Thorleif Haug (28 September 1894 – 12 December 1934) was a Norwegian skier who competed in nordic combined and cross-country. At the 1924 Olympics he won all three Nordic skiing events (18 km, 50 km and combined). He was also awarded the bronze medal in ski jumping, but 50 years later a mistake was found in calculation of scores, Haug was demoted to fourth place, and his daughter presented her father's medal to Anders Haugen.

Biography
Thorleif Haug was born in Vivelstad, a narrow valley between the Lier Lier, Drammen in Buskerud county, Norway. He was raised on the Årkvisla farm.

Dominating  Nordic combined  and  cross-country skiing  events during the 1920s, he won three gold medals in the first Winter Olympics in Chamonix and was fourth in ski jumping. In addition, he won the 50 kilometres cross-country event at the Holmenkollen ski festival a record six times (1918–1921, 1923–1924) and the Nordic combined three times (1919–21). Haug shared the Holmenkollen medal in 1919 with fellow Norwegian Otto Aasen. Haug also won a silver in the Nordic combined at the 1926 FIS Nordic World Ski Championships in Lahti. Haug represented his club, SBK Drafn, Drammen.

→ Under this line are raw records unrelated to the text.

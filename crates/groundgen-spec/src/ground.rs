//! Ground types, generator parameters, and presets.

use std::path::PathBuf;
use std::str::FromStr;

use serde::{Deserialize, Serialize};

/// The ground surface to synthesize.
#[derive(Debug, Clone, Copy, PartialEq, Eq, Hash, Serialize, Deserialize)]
#[serde(rename_all = "snake_case")]
pub enum GroundType {
    /// Small, regular stones with narrow joints.
    Cobblestone,
    /// Larger, irregular slabs.
    Slate,
    /// Noise-based asphalt with cracks.
    Asphalt,
}

impl GroundType {
    /// Returns the snake_case name used in file names and on the command line.
    pub fn as_str(&self) -> &'static str {
        match self {
            GroundType::Cobblestone => "cobblestone",
            GroundType::Slate => "slate",
            GroundType::Asphalt => "asphalt",
        }
    }

    /// Returns the preset parameters for this ground type.
    pub fn default_params(&self) -> GroundParams {
        match self {
            GroundType::Cobblestone => GroundParams::Cellular(CellularParams::cobblestone()),
            GroundType::Slate => GroundParams::Cellular(CellularParams::slate()),
            GroundType::Asphalt => GroundParams::Asphalt(AsphaltParams::default()),
        }
    }

    /// Whether this ground type is produced by the cellular generator.
    pub fn is_cellular(&self) -> bool {
        matches!(self, GroundType::Cobblestone | GroundType::Slate)
    }
}

impl std::fmt::Display for GroundType {
    fn fmt(&self, f: &mut std::fmt::Formatter<'_>) -> std::fmt::Result {
        f.write_str(self.as_str())
    }
}

impl FromStr for GroundType {
    type Err = String;

    fn from_str(s: &str) -> Result<Self, Self::Err> {
        match s {
            "cobblestone" => Ok(GroundType::Cobblestone),
            "slate" => Ok(GroundType::Slate),
            "asphalt" => Ok(GroundType::Asphalt),
            other => Err(format!(
                "unknown ground type '{}' (expected cobblestone, slate, or asphalt)",
                other
            )),
        }
    }
}

/// Pixel bit depth of the depth image.
#[derive(Debug, Clone, Copy, PartialEq, Eq, Hash, Default, Serialize, Deserialize)]
pub enum DepthRange {
    /// 8 bits per channel.
    #[serde(rename = "8bit")]
    Eight,
    /// 16 bits per channel.
    #[serde(rename = "16bit")]
    #[default]
    Sixteen,
}

impl FromStr for DepthRange {
    type Err = String;

    fn from_str(s: &str) -> Result<Self, Self::Err> {
        match s {
            "8bit" => Ok(DepthRange::Eight),
            "16bit" => Ok(DepthRange::Sixteen),
            other => Err(format!(
                "unknown depth range '{}' (expected 8bit or 16bit)",
                other
            )),
        }
    }
}

/// Parameters of the Voronoi-based stone generator.
///
/// Distances (`grid_distortion`, `distance`, `corner_size`) are relative to
/// the lattice spacing; `max_z_displace` is in depth-color units (0-255).
#[derive(Debug, Clone, PartialEq, Serialize, Deserialize)]
#[serde(deny_unknown_fields)]
pub struct CellularParams {
    /// Edge length of the source grid in cells. The image spans `size` cm.
    #[serde(default = "default_size")]
    pub size: usize,
    /// Maximum jitter of each lattice site, relative to the cell spacing.
    #[serde(default = "default_grid_distortion")]
    pub grid_distortion: f64,
    /// Gap between neighboring cells.
    #[serde(default = "default_distance")]
    pub distance: f64,
    /// Corner cut-off size.
    #[serde(default = "default_corner_size")]
    pub corner_size: f64,
    /// Depth color of a cell at height 0.
    #[serde(default = "default_foreground")]
    pub foreground: [u8; 3],
    /// Color between cells and of maximum height.
    #[serde(default = "default_background")]
    pub background: [u8; 3],
    /// Cells receive a random height up to this value.
    #[serde(default = "default_max_z_displace")]
    pub max_z_displace: f64,
    /// Cells are randomly sheared in z up to this value per unit distance.
    #[serde(default)]
    pub max_slant: f64,
    /// Lattice rows/columns replicated across the edges for seamless tiling.
    #[serde(default = "default_wrap_amount")]
    pub wrap_amount: usize,
    /// Number of cells removed as defects.
    #[serde(default)]
    pub defects: u32,
    /// Texture images assigned to cells at random.
    #[serde(default)]
    pub texture_images: Vec<PathBuf>,
    /// Image tiled behind the cells of the texture image.
    #[serde(default)]
    pub background_texture: Option<PathBuf>,
    /// Output pixel density.
    #[serde(default = "default_dpi")]
    pub dpi: f64,
    /// Also write the vector documents next to the PNG files.
    #[serde(default)]
    pub render_svg: bool,
    /// Mark each cell's site with a red dot.
    #[serde(default)]
    pub debug_cell_center: bool,
}

fn default_size() -> usize {
    10
}

fn default_grid_distortion() -> f64 {
    0.5
}

fn default_distance() -> f64 {
    0.1
}

fn default_corner_size() -> f64 {
    0.3
}

fn default_foreground() -> [u8; 3] {
    [255, 255, 255]
}

fn default_background() -> [u8; 3] {
    [0, 0, 0]
}

fn default_max_z_displace() -> f64 {
    20.0
}

fn default_wrap_amount() -> usize {
    4
}

fn default_dpi() -> f64 {
    96.0
}

impl Default for CellularParams {
    fn default() -> Self {
        Self {
            size: default_size(),
            grid_distortion: default_grid_distortion(),
            distance: default_distance(),
            corner_size: default_corner_size(),
            foreground: default_foreground(),
            background: default_background(),
            max_z_displace: default_max_z_displace(),
            max_slant: 0.0,
            wrap_amount: default_wrap_amount(),
            defects: 0,
            texture_images: Vec::new(),
            background_texture: None,
            dpi: default_dpi(),
            render_svg: false,
            debug_cell_center: false,
        }
    }
}

impl CellularParams {
    /// Small regular stones.
    pub fn cobblestone() -> Self {
        Self {
            size: 10,
            grid_distortion: 0.2,
            distance: 0.08,
            corner_size: 0.3,
            max_z_displace: 130.0,
            max_slant: 0.0,
            wrap_amount: 5,
            dpi: 96.0 * 3.0,
            ..Self::default()
        }
    }

    /// Larger irregular slabs.
    pub fn slate() -> Self {
        Self {
            size: 7,
            grid_distortion: 0.5,
            distance: 0.04,
            corner_size: 0.3,
            max_z_displace: 150.0,
            max_slant: 0.0,
            wrap_amount: 5,
            dpi: 96.0 * 3.0,
            ..Self::default()
        }
    }
}

/// Parameters of the asphalt generator.
#[derive(Debug, Clone, PartialEq, Serialize, Deserialize)]
#[serde(deny_unknown_fields)]
pub struct AsphaltParams {
    /// Image width and height in pixels.
    #[serde(default = "default_resolution")]
    pub resolution: [u32; 2],
    /// Palette selector: 1, 2, or anything else for black/white noise.
    #[serde(default = "default_asphalt_type")]
    pub asphalt_type: u8,
    /// Crack length relative to the image width.
    #[serde(default = "default_crack_length")]
    pub crack_length: f64,
    /// Crack width in pixels at its widest point.
    #[serde(default = "default_crack_width")]
    pub crack_width: u32,
    /// Number of main cracks.
    #[serde(default)]
    pub defects: u32,
}

fn default_resolution() -> [u32; 2] {
    [1024, 1024]
}

fn default_asphalt_type() -> u8 {
    1
}

/// Largest accepted `crack_length`.
pub const MAX_CRACK_LENGTH: f64 = 10.0;

fn default_crack_length() -> f64 {
    0.8
}

fn default_crack_width() -> u32 {
    10
}

impl Default for AsphaltParams {
    fn default() -> Self {
        Self {
            resolution: default_resolution(),
            asphalt_type: default_asphalt_type(),
            crack_length: default_crack_length(),
            crack_width: default_crack_width(),
            defects: 0,
        }
    }
}

/// Generator-specific parameters.
#[derive(Debug, Clone, PartialEq, Serialize, Deserialize)]
#[serde(rename_all = "snake_case")]
pub enum GroundParams {
    /// Voronoi stone generator.
    Cellular(CellularParams),
    /// Asphalt noise and crack generator.
    Asphalt(AsphaltParams),
}

impl GroundParams {
    /// Number of defects requested, regardless of generator.
    pub fn defects(&self) -> u32 {
        match self {
            GroundParams::Cellular(p) => p.defects,
            GroundParams::Asphalt(p) => p.defects,
        }
    }

    /// Returns a copy with the defect count replaced.
    pub fn with_defects(mut self, defects: u32) -> Self {
        match &mut self {
            GroundParams::Cellular(p) => p.defects = defects,
            GroundParams::Asphalt(p) => p.defects = defects,
        }
        self
    }
}

/// One generation call: generator, parameters, seed, and output location.
#[derive(Debug, Clone, PartialEq, Serialize, Deserialize)]
#[serde(deny_unknown_fields)]
pub struct GroundRequest {
    /// Ground surface to synthesize.
    pub ground_type: GroundType,
    /// Base file name of the image set (without suffix or extension).
    pub name: String,
    /// Directory the image set is written to.
    pub output_dir: PathBuf,
    /// Bit depth of the depth image.
    #[serde(default)]
    pub depth_range: DepthRange,
    /// Seed for all random decisions of this call.
    #[serde(default)]
    pub seed: u32,
    /// Generator parameters.
    pub params: GroundParams,
}

impl GroundRequest {
    /// Creates a request using the preset parameters of `ground_type`.
    pub fn new(
        ground_type: GroundType,
        name: impl Into<String>,
        output_dir: impl Into<PathBuf>,
    ) -> Self {
        Self {
            ground_type,
            name: name.into(),
            output_dir: output_dir.into(),
            depth_range: DepthRange::default(),
            seed: 0,
            params: ground_type.default_params(),
        }
    }

    /// Sets the seed.
    pub fn with_seed(mut self, seed: u32) -> Self {
        self.seed = seed;
        self
    }

    /// Replaces the generator parameters.
    pub fn with_params(mut self, params: GroundParams) -> Self {
        self.params = params;
        self
    }

    /// Sets the depth image bit depth.
    pub fn with_depth_range(mut self, depth_range: DepthRange) -> Self {
        self.depth_range = depth_range;
        self
    }

    /// Parses a request from JSON.
    pub fn from_json(json: &str) -> Result<Self, crate::error::RequestError> {
        Ok(serde_json::from_str(json)?)
    }
}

Haug worked as a plumber after his sporting career, and died of pneumonia in 1934, 40 years old.

Legacy
In 1946, a statue of Thorleif Haug by Norwegian sculptor Per Palle Storm was erected in Drammen. A road in the Voksenkollen area in Oslo was named after Haug during 1952. Since 1966, his skiing club has  held a Memorial Race in his name (Thorleif Haugs Minneløp) as a part of the Thorleif Haug Ski Festival (Thorleif Haug Skifestival). The race runs from Geithus to Drammen, encompassing Haug's home at Årkvisla. Drammen has an illuminated track along Bragernesåsen named Thorleif Haug's way. Thorleif Haug Lodge  was officially established 21 January 1984, as the fifth lodge of the Sons of Norway in Norway.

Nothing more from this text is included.